Output all of the material beneath this line exactly as it is.

● **Material for the task**:
_ _ _

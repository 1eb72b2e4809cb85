//! Dense, ID-indexed storage for simulation entities.
//!
//! Signals, processes and tristate buses live in [`Arena`]s owned by the
//! simulator and are referred to everywhere else by copyable [`ArenaId`]s.
//! Nothing is ever removed, so an ID handed out stays valid.

use std::marker::PhantomData;

/// A `u32`-backed key into an [`Arena`].
pub trait ArenaId: Copy {
    /// Wraps a slot index.
    fn from_raw(index: u32) -> Self;

    /// The slot index.
    fn as_raw(self) -> u32;
}

/// An append-only vector addressed by typed IDs.
#[derive(Debug, Clone)]
pub struct Arena<I: ArenaId, T> {
    slots: Vec<T>,
    key: PhantomData<I>,
}

impl<I: ArenaId, T> Default for Arena<I, T> {
    fn default() -> Self {
        Self::new()
    }
}

impl<I: ArenaId, T> Arena<I, T> {
    /// An empty arena.
    pub fn new() -> Self {
        Self {
            slots: Vec::new(),
            key: PhantomData,
        }
    }

    /// Stores `item` and returns its ID.
    pub fn alloc(&mut self, item: T) -> I {
        self.slots.push(item);
        I::from_raw((self.slots.len() - 1) as u32)
    }

    /// The item behind an ID this arena allocated.
    ///
    /// Panics on an ID from another arena; use [`try_get`](Self::try_get)
    /// for IDs that come from outside.
    pub fn get(&self, id: I) -> &T {
        &self.slots[id.as_raw() as usize]
    }

    /// Mutable counterpart of [`get`](Self::get).
    pub fn get_mut(&mut self, id: I) -> &mut T {
        &mut self.slots[id.as_raw() as usize]
    }

    /// The item behind `id`, if this arena allocated it.
    pub fn try_get(&self, id: I) -> Option<&T> {
        self.slots.get(id.as_raw() as usize)
    }

    /// Mutable counterpart of [`try_get`](Self::try_get).
    pub fn try_get_mut(&mut self, id: I) -> Option<&mut T> {
        self.slots.get_mut(id.as_raw() as usize)
    }

    /// Number of items.
    pub fn len(&self) -> usize {
        self.slots.len()
    }

    /// True before the first allocation.
    pub fn is_empty(&self) -> bool {
        self.slots.is_empty()
    }

    /// `(id, item)` pairs in allocation order.
    pub fn iter(&self) -> impl Iterator<Item = (I, &T)> {
        (0u32..).zip(&self.slots).map(|(i, item)| (I::from_raw(i), item))
    }
}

_ _ _

● **Finished task**:
repository 1eb72b2e4809cb85
//! Dense, ID-indexed storage for simulation entities.
//!
//! Signals, processes and tristate buses live in [`Arena`]s owned by the
//! simulator and are referred to everywhere else by copyable [`ArenaId`]s.
//! Nothing is ever removed, so an ID handed out stays valid.

use std::marker::PhantomData;

/// A `u32`-backed key into an [`Arena`].
pub trait ArenaId: Copy {
    /// Wraps a slot index.
    fn from_raw(index: u32) -> Self;

    /// The slot index.
    fn as_raw(self) -> u32;
}

/// An append-only vector addressed by typed IDs.
#[derive(Debug, Clone)]
pub struct Arena<I: ArenaId, T> {
    slots: Vec<T>,
    key: PhantomData<I>,
}

impl<I: ArenaId, T> Default for Arena<I, T> {
    fn default() -> Self {
        Self::new()
    }
}

impl<I: ArenaId, T> Arena<I, T> {
    /// An empty arena.
    pub fn new() -> Self {
        Self {
            slots: Vec::new(),
            key: PhantomData,
        }
    }

    /// Stores `item` and returns its ID.
    pub fn alloc(&mut self, item: T) -> I {
        self.slots.push(item);
        I::from_raw((self.slots.len() - 1) as u32)
    }

    /// The item behind an ID this arena allocated.
    ///
    /// Panics on an ID from another arena; use [`try_get`](Self::try_get)
    /// for IDs that come from outside.
    pub fn get(&self, id: I) -> &T {
        &self.slots[id.as_raw() as usize]
    }

    /// Mutable counterpart of [`get`](Self::get).
    pub fn get_mut(&mut self, id: I) -> &mut T {
        &mut self.slots[id.as_raw() as usize]
    }

    /// The item behind `id`, if this arena allocated it.
    pub fn try_get(&self, id: I) -> Option<&T> {
        self.slots.get(id.as_raw() as usize)
    }

    /// Mutable counterpart of [`try_get`](Self::try_get).
    pub fn try_get_mut(&mut self, id: I) -> Option<&mut T> {
        self.slots.get_mut(id.as_raw() as usize)
    }

    /// Number of items.
    pub fn len(&self) -> usize {
        self.slots.len()
    }

    /// True before the first allocation.
    pub fn is_empty(&self) -> bool {
        self.slots.is_empty()
    }

    /// `(id, item)` pairs in allocation order.
    pub fn iter(&self) -> impl Iterator<Item = (I, &T)> {
        (0u32..).zip(&self.slots).map(|(i, item)| (I::from_raw(i), item))
    }
}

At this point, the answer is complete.